Guiándole las manos, el enano le mostró cómo calentar el acero, cómo sostenerlo sobre el yunque con las tenazas, y cómo golpearlo con el martillo de manera que ninguno de los ardientes fragmentos que saltaban le diera en las manos.

—No es sólo cuestión de que lo golpees —dijo Flint—. Es tu voluntad tanto como tu brazo la que moldea el acero. Imagina cómo quieres que sea. Enfoca una imagen clara y nítida. Entonces golpea el acero y a ver qué pasa.

Tanis siguió sus instrucciones mientras pensaba lo fácil que resultaba aprender con Flint o con Miral; todo lo contrario que con Tyresian. El cuchillo empezó a tomar forma.
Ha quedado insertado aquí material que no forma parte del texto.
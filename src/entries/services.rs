// src/entries/services.rs

use sqlx::SqlitePool;
use tracing::{debug, error, info};

use super::metrics::longest_streak;
use super::models::{
    CreateEntryRequest, DietMetrics, Entry, EntryKind, EntryRow, UpdateEntryRequest,
};
use super::validators::EntryValidator;
use crate::common::helpers::{format_timestamp, now_timestamp};
use crate::common::validation::parse_timestamp;
use crate::common::{generate_entry_id, ApiError, Validator};

/// Scan order for lists and the streak: chronological, ties by insertion.
const SCAN_ORDER: &str = "ORDER BY dateTime ASC, rowid ASC";

/// CRUD and metrics for one entry kind.
///
/// Every query carries the `userId = ?` ownership filter; rows belonging to
/// other users behave exactly like missing rows.
pub struct EntriesService {
    db: SqlitePool,
    kind: EntryKind,
}

impl EntriesService {
    pub fn new(db: SqlitePool, kind: EntryKind) -> Self {
        Self { db, kind }
    }

    fn not_found(&self) -> ApiError {
        ApiError::NotFound(format!("No {} found!", self.kind))
    }

    // ============================================================================
    // CRUD Operations
    // ============================================================================

    pub async fn create(
        &self,
        user_id: &str,
        request: &CreateEntryRequest,
    ) -> Result<Entry, ApiError> {
        EntryValidator.validate(request).into_result()?;

        let date_time = parse_timestamp(&request.date_time)
            .ok_or_else(|| ApiError::ValidationError("dateTime: Invalid date".to_string()))?;
        let entry_id = generate_entry_id();
        let now = now_timestamp();

        sqlx::query(&format!(
            r#"
            INSERT INTO {} (id, name, description, dateTime, isInDiet, created_at, updated_at, userId)
            VALUES (?, ?, ?, ?, ?, ?, ?, ?)
            "#,
            self.kind.table()
        ))
        .bind(&entry_id)
        .bind(&request.name)
        .bind(&request.description)
        .bind(format_timestamp(&date_time))
        .bind(request.is_in_diet)
        .bind(&now)
        .bind(&now)
        .bind(user_id)
        .execute(&self.db)
        .await
        .map_err(|e| {
            error!(
                error = %e,
                user_id = %user_id,
                kind = %self.kind,
                "Database error creating entry"
            );
            ApiError::DatabaseError(e)
        })?;

        info!(
            user_id = %user_id,
            entry_id = %entry_id,
            kind = %self.kind,
            is_in_diet = request.is_in_diet,
            "Entry created"
        );

        self.get(user_id, &entry_id).await
    }

    /// An owner with no entries is reported as `NotFound`, not an empty list.
    pub async fn list(&self, user_id: &str) -> Result<Vec<Entry>, ApiError> {
        let rows = sqlx::query_as::<_, EntryRow>(&format!(
            "SELECT * FROM {} WHERE userId = ? {}",
            self.kind.table(),
            SCAN_ORDER
        ))
        .bind(user_id)
        .fetch_all(&self.db)
        .await
        .map_err(|e| {
            error!(
                error = %e,
                user_id = %user_id,
                kind = %self.kind,
                "Database error listing entries"
            );
            ApiError::DatabaseError(e)
        })?;

        if rows.is_empty() {
            debug!(user_id = %user_id, kind = %self.kind, "No entries for user");
            return Err(ApiError::NotFound(format!(
                "No {} found for this user!",
                self.kind.table()
            )));
        }

        debug!(
            user_id = %user_id,
            kind = %self.kind,
            count = rows.len(),
            "Fetched entries"
        );

        rows.into_iter().map(Entry::try_from).collect()
    }

    pub async fn get(&self, user_id: &str, entry_id: &str) -> Result<Entry, ApiError> {
        self.fetch_owned(user_id, entry_id)
            .await?
            .ok_or_else(|| self.not_found())
            .and_then(Entry::try_from)
    }

    /// Omitted fields keep their stored value; `updated_at` is always refreshed.
    pub async fn update(
        &self,
        user_id: &str,
        entry_id: &str,
        request: &UpdateEntryRequest,
    ) -> Result<Entry, ApiError> {
        EntryValidator.validate(request).into_result()?;

        let date_time = match &request.date_time {
            Some(raw) => Some(parse_timestamp(raw).ok_or_else(|| {
                ApiError::ValidationError("dateTime: Invalid date".to_string())
            })?),
            None => None,
        };

        let result = sqlx::query(&format!(
            r#"
            UPDATE {}
            SET name = COALESCE(?, name),
                description = COALESCE(?, description),
                dateTime = COALESCE(?, dateTime),
                isInDiet = COALESCE(?, isInDiet),
                updated_at = ?
            WHERE id = ? AND userId = ?
            "#,
            self.kind.table()
        ))
        .bind(request.name.as_deref())
        .bind(request.description.as_deref())
        .bind(date_time.as_ref().map(format_timestamp))
        .bind(request.is_in_diet)
        .bind(now_timestamp())
        .bind(entry_id)
        .bind(user_id)
        .execute(&self.db)
        .await
        .map_err(|e| {
            error!(
                error = %e,
                user_id = %user_id,
                entry_id = %entry_id,
                kind = %self.kind,
                "Database error updating entry"
            );
            ApiError::DatabaseError(e)
        })?;

        if result.rows_affected() == 0 {
            debug!(
                user_id = %user_id,
                entry_id = %entry_id,
                kind = %self.kind,
                "Update target not found or not owned"
            );
            return Err(self.not_found());
        }

        info!(user_id = %user_id, entry_id = %entry_id, kind = %self.kind, "Entry updated");

        self.get(user_id, entry_id).await
    }

    pub async fn delete(&self, user_id: &str, entry_id: &str) -> Result<(), ApiError> {
        let result = sqlx::query(&format!(
            "DELETE FROM {} WHERE id = ? AND userId = ?",
            self.kind.table()
        ))
        .bind(entry_id)
        .bind(user_id)
        .execute(&self.db)
        .await
        .map_err(|e| {
            error!(
                error = %e,
                user_id = %user_id,
                entry_id = %entry_id,
                kind = %self.kind,
                "Database error deleting entry"
            );
            ApiError::DatabaseError(e)
        })?;

        if result.rows_affected() == 0 {
            return Err(self.not_found());
        }

        info!(user_id = %user_id, entry_id = %entry_id, kind = %self.kind, "Entry deleted");

        Ok(())
    }

    // ============================================================================
    // Metrics
    // ============================================================================

    pub async fn metrics(&self, user_id: &str) -> Result<DietMetrics, ApiError> {
        let (total, in_diet) = sqlx::query_as::<_, (i64, i64)>(&format!(
            "SELECT COUNT(*), COALESCE(SUM(isInDiet), 0) FROM {} WHERE userId = ?",
            self.kind.table()
        ))
        .bind(user_id)
        .fetch_one(&self.db)
        .await
        .map_err(|e| {
            error!(
                error = %e,
                user_id = %user_id,
                kind = %self.kind,
                "Database error aggregating entries"
            );
            ApiError::DatabaseError(e)
        })?;

        if total == 0 {
            return Ok(DietMetrics::default());
        }

        let flags = sqlx::query_scalar::<_, bool>(&format!(
            "SELECT isInDiet FROM {} WHERE userId = ? {}",
            self.kind.table(),
            SCAN_ORDER
        ))
        .bind(user_id)
        .fetch_all(&self.db)
        .await
        .map_err(|e| {
            error!(
                error = %e,
                user_id = %user_id,
                kind = %self.kind,
                "Database error scanning entries for streak"
            );
            ApiError::DatabaseError(e)
        })?;

        let metrics = DietMetrics::new(total, in_diet, longest_streak(flags));

        debug!(
            user_id = %user_id,
            kind = %self.kind,
            total = metrics.total_meals,
            best = metrics.best,
            "Computed diet metrics"
        );

        Ok(metrics)
    }

    async fn fetch_owned(
        &self,
        user_id: &str,
        entry_id: &str,
    ) -> Result<Option<EntryRow>, ApiError> {
        sqlx::query_as::<_, EntryRow>(&format!(
            "SELECT * FROM {} WHERE id = ? AND userId = ?",
            self.kind.table()
        ))
        .bind(entry_id)
        .bind(user_id)
        .fetch_optional(&self.db)
        .await
        .map_err(|e| {
            error!(
                error = %e,
                user_id = %user_id,
                entry_id = %entry_id,
                kind = %self.kind,
                "Database error fetching entry"
            );
            ApiError::DatabaseError(e)
        })
    }
}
El muchacho sintió un calor que le subía por el brazo y le llegaba al pecho.
«Sólo es el calor de la forja»,
se dijo, mas, de un modo u otro, supo que no era ésa la explicación, y pensó que ahora comprendía, aunque sólo fuera un poco, lo que Flint sentía cuando estaba allí, frente al yunque, descubriendo la hoja de una espada en la masa informe de metal y sacándola a la luz a fuerza de fuego y martillo, con el corazón y la mente.

—Ahora enfríalo mientras todavía está al rojo vivo —instruyó Flint. Tanis sumergió la fina y puntiaguda lámina de acero en el barril de agua que había junto al yunque. Brotó el vapor en medio de siseos, teñido de rojo con el reflejo de la forja—. Eso endurece más aún el metal —explicó Flint.